Warning: This library includes all items relevant to health product marketing that we are aware of regardless of quality. Often we do not agree with all or part of the contents.

 

Publication type: Electronic Source

Carlat D
Like a Bad Penny, the Nemeroff/Schatzberg 'Textbook' Problem Returns
The Carlat Psychaitry Blog 2011 Apr 5
http://carlatpsychiatry.blogspot.com/


Full text:

Do you remember the hoopla a few months back about a textbook apparently ghostwritten by medical writers hired by the makers of Paxil? Charles Nemeroff and Alan Schatzberg were the identified authors, but a letter was posted on the internet showing that STI, a medical writing company, had written a first draft of the textbook. See my posts here and here about the issue. The textbook, as published, ended up being a veiled advertisement for Paxil.

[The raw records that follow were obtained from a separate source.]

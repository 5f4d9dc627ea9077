// SPDX-License-Identifier: MPL-2.0

//! Version and range algebra for the elm package ecosystem.
//!
//! Versions are `major.minor.patch` triples ordered lexicographically,
//! represented by [`pubgrub::version::SemanticVersion`]. [`Range`] is a
//! newtype over [`pubgrub::range::Range`], whose own set algebra (union,
//! intersection, negation) backs every operation here; this module only
//! adds the grammar elm.json files use: `"any"` or `"<lo> <= v < <hi>"`.

use pubgrub::range::Range as PubgrubRange;
use pubgrub::version::SemanticVersion;
use std::fmt;
use std::str::FromStr;
use thiserror::Error;

/// A `major.minor.patch` version triple.
pub type Version = SemanticVersion;

/// A version range, exactly the set pubgrub's own `Range` represents.
/// Newtype so (de)serialization and the elm.json grammar can live next to
/// the parsing/rendering logic instead of on pubgrub's type directly.
#[derive(Debug, Clone, PartialEq, Eq)]
pub struct Range(PubgrubRange<Version>);

impl Default for Range {
    fn default() -> Self {
        Range::empty()
    }
}

/// Error parsing a [`Range`] from its textual representation.
#[derive(Error, Debug, PartialEq)]
pub enum RangeParseError {
    /// Constraint must have the shape `"v1 <= v < v2"`, or be `"any"`.
    #[error("invalid format \"{0}\": constraint must have the shape \"v1 <= v < v2\" or \"any\"")]
    InvalidFormat(String),
    /// Allowed separators are `"<="` and `"<"`.
    #[error("invalid separators \"{0}\": the only separators allowed are \"<=\" and \"<\"")]
    InvalidSeparator(String),
    /// Invalid version inside the constraint.
    #[error("invalid version in constraint: {0}")]
    InvalidVersion(#[from] VersionParseError),
    /// A bare version string is not accepted in this context (package
    /// manifests must use a full range; see spec's resolved Open Question).
    #[error("bare version \"{0}\" is not a valid range here; use \"<= v <\" or \"any\"")]
    BareVersionNotAllowed(String),
}

/// Error parsing a [`Version`] from its textual representation.
#[derive(Error, Debug, PartialEq)]
#[error("failed to parse version \"{0}\": expected \"major.minor.patch\"")]
pub struct VersionParseError(pub String);

fn parse_version(s: &str) -> Result<Version, VersionParseError> {
    Version::from_str(s).map_err(|_| VersionParseError(s.to_string()))
}

impl Range {
    /// The universe: every version satisfies this range.
    pub fn any() -> Self {
        Range(PubgrubRange::any())
    }

    /// The empty range: no version satisfies it.
    pub fn empty() -> Self {
        Range(PubgrubRange::none())
    }

    /// The half-open interval `[lo, hi)`. Empty if `lo >= hi`.
    pub fn between(lo: Version, hi: Version) -> Self {
        Range(PubgrubRange::between(lo, hi))
    }

    /// The singleton range matching exactly one version: `[v, v.bump_patch())`.
    /// This is how a bare version pin in an application manifest is
    /// interpreted (the ecosystem's resolved convention for exact pins).
    pub fn exact(v: Version) -> Self {
        Range::between(v, v.bump_patch())
    }

    /// Whether `v` is a member of this range.
    pub fn contains(&self, v: &Version) -> bool {
        self.0.contains(v)
    }

    /// Whether this range matches no version.
    pub fn is_empty(&self) -> bool {
        *self == Range::empty()
    }

    /// The intersection of two ranges.
    pub fn intersection(&self, other: &Self) -> Self {
        Range(self.0.intersection(&other.0))
    }

    /// The union of two ranges.
    pub fn union(&self, other: &Self) -> Self {
        Range(self.0.union(&other.0))
    }

    /// The complement: every version not in this range.
    pub fn complement(&self) -> Self {
        Range(self.0.negate())
    }

    /// Parse a range string. Accepts `"any"` or `"<lo> <= v < <hi>"` (either
    /// separator may also be `"<"`). Bare version strings are rejected here;
    /// callers dealing with application-manifest exact pins should go
    /// through [`Range::exact`] directly instead of this parser.
    pub fn parse(s: &str) -> Result<Self, RangeParseError> {
        if s.trim() == "any" {
            return Ok(Range::any());
        }
        let parts: Vec<&str> = s.split_whitespace().collect();
        match parts.as_slice() {
            [low, sep1, "v", sep2, high] => {
                let v1 = parse_version(low)?;
                let v2 = parse_version(high)?;
                if !matches!(*sep1, "<=" | "<") || !matches!(*sep2, "<=" | "<") {
                    return Err(RangeParseError::InvalidSeparator(s.to_string()));
                }
                let lo = if *sep1 == "<=" { v1 } else { v1.bump_patch() };
                let hi = if *sep2 == "<" { v2 } else { v2.bump_patch() };
                Ok(Range::between(lo, hi))
            }
            [_] if Version::from_str(s.trim()).is_ok() => {
                Err(RangeParseError::BareVersionNotAllowed(s.to_string()))
            }
            _ => Err(RangeParseError::InvalidFormat(s.to_string())),
        }
    }

    /// Borrow the underlying `pubgrub` range, for handing to the solver.
    pub fn to_pubgrub(&self) -> PubgrubRange<Version> {
        self.0.clone()
    }
}

impl fmt::Display for Range {
    fn fmt(&self, f: &mut fmt::Formatter<'_>) -> fmt::Result {
        write!(f, "{}", self.0)
    }
}

impl FromStr for Range {
    type Err = RangeParseError;
    fn from_str(s: &str) -> Result<Self, Self::Err> {
        Range::parse(s)
    }
}
// SPDX-License-Identifier: MPL-2.0

//! The PubGrub resolver: unit propagation and conflict-driven clause
//! learning over version ranges, built directly on the `pubgrub` crate's
//! own solver entry point.
//!
//! The [`Adapter`] below bridges our own [`EpmProvider`] trait to
//! `pubgrub`'s `DependencyProvider`, so the same solve code drives both
//! the V1 and V2 registries interchangeably.

use crate::error::ResolveError;
use crate::manifest::Pkg;
use crate::registry::DependencyProvider as EpmProvider;
use crate::version::{Range, Version};
use pubgrub::error::PubGrubError;
use pubgrub::range::Range as PubgrubRange;
use pubgrub::report::{DefaultStringReporter, Reporter};
use pubgrub::solver::{choose_package_with_fewest_versions, Dependencies};
use pubgrub::type_aliases::Map;
use std::borrow::Borrow;
use std::collections::BTreeMap;
use std::error::Error as StdError;

/// The root package's fixed synthetic identity.
fn root_pkg() -> Pkg {
    Pkg::new("root", "")
}

fn root_version() -> Version {
    Version::new(1, 0, 0)
}

/// Which constraints already-installed packages keep during resolution.
#[derive(Debug, Clone, Copy, PartialEq, Eq)]
pub enum Strategy {
    /// Every already-pinned package keeps its exact version.
    Conservative,
    /// The target package's pin is dropped; everything else stays pinned.
    Upgrade,
    /// The target package's pin is dropped and its constraint widened to
    /// `any`, ignoring even its current major version.
    MajorUpgrade,
}

/// Adapts an [`EpmProvider`] plus a fixed set of root dependencies into
/// `pubgrub`'s own `DependencyProvider` trait. The root package is
/// intercepted here and never forwarded to the underlying registry.
struct Adapter<'a> {
    registry: &'a dyn EpmProvider,
    root_deps: BTreeMap<Pkg, Range>,
}

impl<'a> pubgrub::solver::DependencyProvider<Pkg, Version> for Adapter<'a> {
    fn choose_package_version<T: Borrow<Pkg>, U: Borrow<PubgrubRange<Version>>>(
        &self,
        potential_packages: impl Iterator<Item = (T, U)>,
    ) -> Result<(T, Option<Version>), Box<dyn StdError>> {
        // TODO: propagate registry errors instead of treating "unknown" as
        // "no versions".
        Ok(choose_package_with_fewest_versions(
            |p: &Pkg| {
                if *p == root_pkg() {
                    vec![root_version()].into_iter()
                } else {
                    self.registry.get_versions(p).unwrap_or_default().into_iter()
                }
            },
            potential_packages,
        ))
    }

    fn get_dependencies(
        &self,
        package: &Pkg,
        version: &Version,
    ) -> Result<Dependencies<Pkg, Version>, Box<dyn StdError>> {
        if *package == root_pkg() {
            let mut map: Map<Pkg, PubgrubRange<Version>> = Map::default();
            for (p, r) in &self.root_deps {
                map.insert(p.clone(), r.to_pubgrub());
            }
            return Ok(Dependencies::Known(map));
        }
        let deps = self.registry.get_dependencies(package, version)?;
        let mut map: Map<Pkg, PubgrubRange<Version>> = Map::default();
        for (p, r) in deps {
            map.insert(p, r.to_pubgrub());
        }
        Ok(Dependencies::Known(map))
    }
}

/// Build the root constraint set for one [`Strategy`], starting from
/// `base_constraints` (at minimum, the caller's desired range for
/// `target`) and the currently pinned versions.
///
/// Every already-pinned package other than `target` keeps its exact
/// version under all three strategies; they differ only in how `target`
/// itself is constrained: [`Strategy::Conservative`] pins it too (a
/// feasibility check against the existing lock), [`Strategy::Upgrade`]
/// leaves `base_constraints`'s own entry for it untouched, and
/// [`Strategy::MajorUpgrade`] widens it to `any`.
fn root_deps_for_strategy(
    base_constraints: &BTreeMap<Pkg, Range>,
    pinned: &BTreeMap<Pkg, Version>,
    target: &Pkg,
    strategy: Strategy,
) -> BTreeMap<Pkg, Range> {
    let mut deps = base_constraints.clone();
    for (pkg, version) in pinned {
        if pkg == target {
            continue;
        }
        let pinned_range = Range::exact(*version);
        let entry = deps.entry(pkg.clone()).or_insert_with(Range::any);
        *entry = entry.intersection(&pinned_range);
    }
    match strategy {
        Strategy::Conservative => {
            if let Some(v) = pinned.get(target) {
                deps.insert(target.clone(), Range::exact(*v));
            }
        }
        Strategy::Upgrade => {}
        Strategy::MajorUpgrade => {
            deps.insert(target.clone(), Range::any());
        }
    }
    deps
}

/// Resolve `root_deps` against `registry` under one [`Strategy`].
pub fn solve_with_strategy(
    registry: &dyn EpmProvider,
    base_constraints: &BTreeMap<Pkg, Range>,
    pinned: &BTreeMap<Pkg, Version>,
    target: &Pkg,
    strategy: Strategy,
) -> Result<BTreeMap<Pkg, Version>, ResolveError> {
    let root_deps = root_deps_for_strategy(base_constraints, pinned, target, strategy);
    let adapter = Adapter {
        registry,
        root_deps,
    };
    let mut solution = pubgrub::solver::resolve(&adapter, root_pkg(), root_version())
        .map_err(pubgrub_error_to_resolve_error)?;
    solution.remove(&root_pkg());
    Ok(solution.into_iter().collect())
}

/// Try [`Strategy::Conservative`], then [`Strategy::Upgrade`], then
/// [`Strategy::MajorUpgrade`], returning the first that succeeds.
pub fn solve(
    registry: &dyn EpmProvider,
    base_constraints: &BTreeMap<Pkg, Range>,
    pinned: &BTreeMap<Pkg, Version>,
    target: &Pkg,
) -> Result<BTreeMap<Pkg, Version>, ResolveError> {
    let mut last_err = None;
    for strategy in [Strategy::Conservative, Strategy::Upgrade, Strategy::MajorUpgrade] {
        match solve_with_strategy(registry, base_constraints, pinned, target, strategy) {
            Ok(solution) => {
                tracing::debug!(?strategy, "resolver succeeded");
                return Ok(solution);
            }
            Err(e) => last_err = Some(e),
        }
    }
    Err(last_err.unwrap())
}

/// `remove(pkg)`: resolve with `pkg` dropped from the root's dependencies;
/// the packages missing from the result relative to the prior solution are
/// no longer transitively reachable.
pub fn solve_after_removal(
    registry: &dyn EpmProvider,
    base_constraints: &BTreeMap<Pkg, Range>,
    pinned: &BTreeMap<Pkg, Version>,
    target: &Pkg,
) -> Result<BTreeMap<Pkg, Version>, ResolveError> {
    let mut without_target = base_constraints.clone();
    without_target.remove(target);
    let mut pinned_without_target = pinned.clone();
    pinned_without_target.remove(target);
    solve_with_strategy(
        registry,
        &without_target,
        &pinned_without_target,
        target,
        Strategy::Conservative,
    )
}

fn pubgrub_error_to_resolve_error(err: PubGrubError<Pkg, Version>) -> ResolveError {
    match err {
        PubGrubError::NoSolution(tree) => ResolveError::NoSolution {
            explanation: DefaultStringReporter::report(&tree),
        },
        PubGrubError::SelfDependency { package, .. } => ResolveError::SelfDependency(package),
        other => ResolveError::NoSolution {
            explanation: other.to_string(),
        },
    }
}

#[cfg(test)]
mod tests {
    use super::*;
    use crate::registry::RegistryEntry;

    struct FakeRegistry {
        entries: BTreeMap<Pkg, Vec<(Version, Vec<(Pkg, Range)>)>>,
    }

    impl EpmProvider for FakeRegistry {
        fn get_versions(&self, pkg: &Pkg) -> Result<Vec<Version>, crate::error::RegistryError> {
            Ok(self
                .entries
                .get(pkg)
                .map(|versions| versions.iter().map(|(v, _)| *v).collect())
                .unwrap_or_default())
        }

        fn get_dependencies(
            &self,
            pkg: &Pkg,
            version: &Version,
        ) -> Result<Vec<(Pkg, Range)>, crate::error::RegistryError> {
            Ok(self
                .entries
                .get(pkg)
                .and_then(|versions| versions.iter().find(|(v, _)| v == version))
                .map(|(_, deps)| deps.clone())
                .unwrap_or_default())
        }
    }

    fn v(s: &str) -> Version {
        s.parse().unwrap()
    }

    #[test]
    fn resolves_trivial_graph() {
        let html = Pkg::new("elm", "html");
        let core = Pkg::new("elm", "core");
        let mut entries = BTreeMap::new();
        entries.insert(
            html.clone(),
            vec![(
                v("1.0.0"),
                vec![(core.clone(), Range::parse("1.0.0 <= v < 2.0.0").unwrap())],
            )],
        );
        entries.insert(core.clone(), vec![(v("1.0.5"), vec![])]);
        let registry = FakeRegistry { entries };

        let mut base = BTreeMap::new();
        base.insert(html.clone(), Range::exact(v("1.0.0")));
        let solution = solve(&registry, &base, &BTreeMap::new(), &html).unwrap();

        assert_eq!(solution.get(&html), Some(&v("1.0.0")));
        assert_eq!(solution.get(&core), Some(&v("1.0.5")));
    }

    #[test]
    fn conflicting_constraints_fail_with_no_solution() {
        let browser = Pkg::new("elm", "browser");
        let core = Pkg::new("elm", "core");
        let mut entries = BTreeMap::new();
        entries.insert(
            browser.clone(),
            vec![(
                v("1.0.0"),
                vec![(core.clone(), Range::parse("1.0.0 <= v < 2.0.0").unwrap())],
            )],
        );
        entries.insert(core.clone(), vec![(v("3.0.0"), vec![])]);
        let registry = FakeRegistry { entries };

        let mut base = BTreeMap::new();
        base.insert(browser, Range::exact(v("1.0.0")));
        base.insert(core.clone(), Range::exact(v("3.0.0")));
        let err = solve(&registry, &base, &BTreeMap::new(), &core).unwrap_err();
        assert!(matches!(err, ResolveError::NoSolution { .. }));
    }

    #[test]
    fn registry_entry_type_is_usable_as_fixture() {
        let entry = RegistryEntry {
            pkg: Pkg::new("elm", "core"),
            versions: vec![v("1.0.0")],
        };
        assert_eq!(entry.versions.len(), 1);
    }
}
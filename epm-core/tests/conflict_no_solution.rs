// SPDX-License-Identifier: MPL-2.0

//! S2 — two direct dependencies pin incompatible ranges of a shared
//! transitive dependency; the resolver must report `NoSolution` rather
//! than silently picking one side.

mod common;

use epm_core::error::ResolveError;
use epm_core::manifest::Pkg;
use epm_core::registry::v2::RegistryV2;
use epm_core::resolver;
use epm_core::version::Range;
use std::collections::BTreeMap;

const INDEX: &str = "\
format 2
elm 0.19.1

package: elm/core
    version: 1.0.5
    status: valid
    license: BSD-3-Clause
    dependencies:
package: elm/core
    version: 2.0.0
    status: valid
    license: BSD-3-Clause
    dependencies:
package: a/needs-old-core
    version: 1.0.0
    status: valid
    license: BSD-3-Clause
    dependencies:
        elm/core  1.0.0 <= v < 2.0.0
package: b/needs-new-core
    version: 1.0.0
    status: valid
    license: BSD-3-Clause
    dependencies:
        elm/core  2.0.0 <= v < 3.0.0
";

fn v(s: &str) -> epm_core::version::Version {
    s.parse().unwrap()
}

#[test]
fn conflicting_transitive_ranges_yield_no_solution() {
    let registry = RegistryV2::load_from_text(INDEX).unwrap();
    let old = Pkg::new("a", "needs-old-core");
    let new = Pkg::new("b", "needs-new-core");

    let mut base = BTreeMap::new();
    base.insert(old.clone(), Range::exact(v("1.0.0")));
    base.insert(new.clone(), Range::exact(v("1.0.0")));

    let err = resolver::solve(&registry, &base, &BTreeMap::new(), &old).unwrap_err();
    match err {
        ResolveError::NoSolution { explanation } => {
            assert!(explanation.to_lowercase().contains("core"));
        }
        other => panic!("expected NoSolution, got {:?}", other),
    }
}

The APA responded by denying wrongdoing in the organization’s official newspaper here. They claim possession of various documents proving that the textbook was not ghostwritten. The obvious rejoinder is, “show me the documents.” This is exactly what psychiatrists Robert Rubin, Bernard Carroll, and professor Leeman McHenry asked Psychiatric News in this letter to the editor. They make the following entirely reasonable request:

“We call on the APA/APPI to release all the key documents. The contract between STI and GSK will reveal how much influence GSK had on the content and tone of the book, and the role of GSK in approving drafts. Correspondence between Drs. Nemeroff and Schatzberg and STI will make it clear whether they followed the contract. Transparency also requires release of any GSK marketing/ business plans for the Handbook; the legal release form transferring ownership from GSK to the ‘authors’ and APPI; marketing activities of GSK sales representatives detailing the Handbook; and correspondence among all parties regarding the “unrestricted” educational grant.”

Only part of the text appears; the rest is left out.